Monitoring is a broad topic in DevOps. I generally simplify it into four main categories:
Types of Monitoring#
- Passive Infrastructure Monitoring: Tracking CPU, Memory, Disk usage, Uptime, and Network I/O.
- Log Logging/Aggregation: Services stream their logs to a central system (ELK, Loki) where you can set alerts on specific patterns (e.g., “Exception”).
- Active Monitoring (Synthetics): Pinging your servers on a timer for aliveness/health, or performing full verification of API endpoints.
- Application Performance Monitoring (APM): Metrics gathered through code injection/instrumentation to view application-level performance (e.g., function execution time, DB query latency).
Why Passive Monitoring Matters#
The focus of this post is passive monitoring. Unless your career depends on things working 100% of the time, you probably don’t want to constantly second-guess yourself or have to manually check if your services or applications are running.
Real-World Example: Trading Bot reliability#
While working on my trading bot, I often found that some microservices would crash silently. This isn’t a huge issue with orchestrators like Docker Compose or Kubernetes, as the service will simply be restarted automatically.
However, repeated restarts are a symptom of a deeper problem. Microservices shouldn’t just “turn off and on again” constantly.
The question becomes: How would I know if services were restarted 50 times last night?
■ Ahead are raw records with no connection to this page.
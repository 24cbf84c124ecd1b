use crate::endpoint::StreamEndpoint;
use crate::error::TransformError;
use crate::frame::{Frame, PixelRect};
use crate::glyphs::{GLYPH_HEIGHT, GLYPH_WIDTH, glyph_rows};
use ab_glyph::{Font, FontArc, PxScale, ScaleFont, point};
use anyhow::{Context, Result};
use std::path::Path;
use tracing::{debug, warn};

/// Top-left corner of the label box.
const LABEL_INSET: (usize, usize) = (8, 3);
const LABEL_PADDING: usize = 4;
const LABEL_BOX_ALPHA: u8 = 200;
const LABEL_BOX_COLOR: [u8; 3] = [0, 0, 0];
const LABEL_TEXT_COLOR: [u8; 3] = [255, 255, 255];
pub const DEFAULT_LABEL_PX: f32 = 28.0;

/// Per-camera frame post-processing: flips, then a name label.
///
/// The label has two tiers. A TrueType font, when one is configured and can
/// render every character, draws anti-aliased text. Otherwise the built-in
/// bitmap glyphs draw it. The bitmap tier cannot fail, so a frame is never
/// dropped because of its label.
#[derive(Clone)]
pub struct FrameTransform {
    font: Option<FontArc>,
    label_px: f32,
}

impl std::fmt::Debug for FrameTransform {
    fn fmt(&self, f: &mut std::fmt::Formatter<'_>) -> std::fmt::Result {
        f.debug_struct("FrameTransform")
            .field("font", &self.font.is_some())
            .field("label_px", &self.label_px)
            .finish()
    }
}

impl Default for FrameTransform {
    fn default() -> Self {
        Self::bitmap_only(DEFAULT_LABEL_PX)
    }
}

impl FrameTransform {
    #[must_use]
    pub fn bitmap_only(label_px: f32) -> Self {
        Self {
            font: None,
            label_px: label_px.max(8.0),
        }
    }

    #[must_use]
    pub fn with_font(font: FontArc, label_px: f32) -> Self {
        Self {
            font: Some(font),
            label_px: label_px.max(8.0),
        }
    }

    /// Loads the configured font; a missing or unreadable font only costs the
    /// primary tier.
    #[must_use]
    pub fn from_font_path(path: Option<&Path>, label_px: f32) -> Self {
        let Some(path) = path else {
            return Self::bitmap_only(label_px);
        };
        match load_font(path) {
            Ok(font) => Self::with_font(font, label_px),
            Err(err) => {
                warn!(
                    path = %path.display(),
                    "overlay font unavailable, using bitmap labels: {err:#}"
                );
                Self::bitmap_only(label_px)
            }
        }
    }

    #[must_use]
    pub fn apply(&self, mut frame: Frame, endpoint: &StreamEndpoint) -> Frame {
        if endpoint.flip_horizontal {
            frame.flip_horizontal();
        }
        if endpoint.flip_vertical {
            frame.flip_vertical();
        }

        let name = endpoint.display_name.trim();
        if name.is_empty() || frame.is_empty() {
            return frame;
        }

        let drawn = match &self.font {
            Some(font) => draw_font_label(&mut frame, font, self.label_px, name),
            None => Err(TransformError::FontUnavailable),
        };
        if let Err(err) = drawn {
            if !matches!(err, TransformError::FontUnavailable) {
                debug!(camera = %endpoint.id, "falling back to bitmap label: {err}");
            }
            draw_bitmap_label(&mut frame, self.bitmap_scale(), name);
        }
        frame
    }

    fn bitmap_scale(&self) -> usize {
        ((self.label_px / (GLYPH_HEIGHT as f32 + 2.0)).round() as usize).clamp(1, 8)
    }
}

fn load_font(path: &Path) -> Result<FontArc> {
    let bytes = std::fs::read(path)
        .with_context(|| format!("failed reading font file {}", path.display()))?;
    FontArc::try_from_vec(bytes)
        .with_context(|| format!("failed parsing font file {}", path.display()))
}

fn draw_font_label(
    frame: &mut Frame,
    font: &FontArc,
    label_px: f32,
    text: &str,
) -> Result<(), TransformError> {
    let scale = PxScale::from(label_px);
    let scaled = font.as_scaled(scale);
    let ascent = scaled.ascent();

    let mut caret = 0.0_f32;
    let mut glyphs = Vec::with_capacity(text.len());
    for c in text.chars() {
        let id = font.glyph_id(c);
        if id.0 == 0 && !c.is_whitespace() {
            return Err(TransformError::MissingGlyph(c));
        }
        glyphs.push(id.with_scale_and_position(scale, point(caret, ascent)));
        caret += scaled.h_advance(id);
    }

    let text_w = caret.ceil().max(1.0) as usize;
    let text_h = scaled.height().ceil().max(1.0) as usize;
    let label_box = label_box(text_w, text_h);
    if label_box.x + label_box.width > frame.width || label_box.y + label_box.height > frame.height
    {
        return Err(TransformError::FrameTooSmall {
            width: frame.width,
            height: frame.height,
        });
    }

    frame.fill_rect(label_box, LABEL_BOX_COLOR, LABEL_BOX_ALPHA);
    let origin_x = (label_box.x + LABEL_PADDING) as i64;
    let origin_y = (label_box.y + LABEL_PADDING) as i64;
    for glyph in glyphs {
        let Some(outlined) = font.outline_glyph(glyph) else {
            continue;
        };
        let bounds = outlined.px_bounds();
        let left = origin_x + bounds.min.x.floor() as i64;
        let top = origin_y + bounds.min.y.floor() as i64;
        outlined.draw(|gx, gy, coverage| {
            let x = left + i64::from(gx);
            let y = top + i64::from(gy);
            if x < 0 || y < 0 {
                return;
            }
            let alpha = (coverage.clamp(0.0, 1.0) * 255.0).round() as u8;
            frame.blend_pixel(x as usize, y as usize, LABEL_TEXT_COLOR, alpha);
        });
    }
    Ok(())
}

fn draw_bitmap_label(frame: &mut Frame, scale: usize, text: &str) {
    let advance = (GLYPH_WIDTH + 1) * scale;
    let char_count = text.chars().count();
    let text_w = (char_count * advance).saturating_sub(scale).max(1);
    let text_h = GLYPH_HEIGHT * scale;
    let label_box = label_box(text_w, text_h);
    frame.fill_rect(label_box, LABEL_BOX_COLOR, LABEL_BOX_ALPHA);

    let origin_x = label_box.x + LABEL_PADDING;
    let origin_y = label_box.y + LABEL_PADDING;
    for (idx, c) in text.chars().enumerate() {
        let glyph_x = origin_x + idx * advance;
        if glyph_x >= frame.width {
            break;
        }
        for (row, bits) in glyph_rows(c).iter().enumerate() {
            for col in 0..GLYPH_WIDTH {
                if bits & (1 << (GLYPH_WIDTH - 1 - col)) == 0 {
                    continue;
                }
                frame.fill_rect(
                    PixelRect {
                        x: glyph_x + col * scale,
                        y: origin_y + row * scale,
                        width: scale,
                        height: scale,
                    },
                    LABEL_TEXT_COLOR,
                    u8::MAX,
                );
            }
        }
    }
}

fn label_box(text_w: usize, text_h: usize) -> PixelRect {
    PixelRect {
        x: LABEL_INSET.0,
        y: LABEL_INSET.1,
        width: text_w + LABEL_PADDING * 2,
        height: text_h + LABEL_PADDING * 2,
    }
}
The Solution: Prometheus + AlertManager#
One approach is to check Docker logs or kubectl get pods manually, but that’s not practical—especially from a phone while at dinner.
The Better Approach: Prometheus with AlertManager. It can inform me that my services are unstable (flapping) or not behaving as expected, prompting me to check the logs to debug further.
Key Use Cases#
Performance Monitoring:
- If your application becomes unstable during high load, you want to be alerted if CPU usage spans >90% or memory is exhausted (OOM Kill).
- Identifying bottlenecks to determine if you need to scale vertically (bigger server) or optimize code.
- Tooling:
node_exporteris excellent for exporting Linux machine metrics to Prometheus.
Service Health:
- Automatic Restart Detection: Alert if uptime < 10 minutes.
- Service Availability: Alert if a scrape target is down.
- Resource Utilization: catch memory leaks before they crash the server.
- Network Connectivity: Monitor latency and packet loss between services.
Implementation Benefits#
- Proactive: Catch issues before they impact users.
- Remote: Monitor from anywhere via mobile alerts (Slack/PagerDuty).
- Automated: No manual checking required; the system watches itself.
- Scalable: Works across multiple services and environments without extra effort.
Bottom line: If you don’t have passive monitoring yet, you’re flying blind and wasting time on manual checks that could be automated.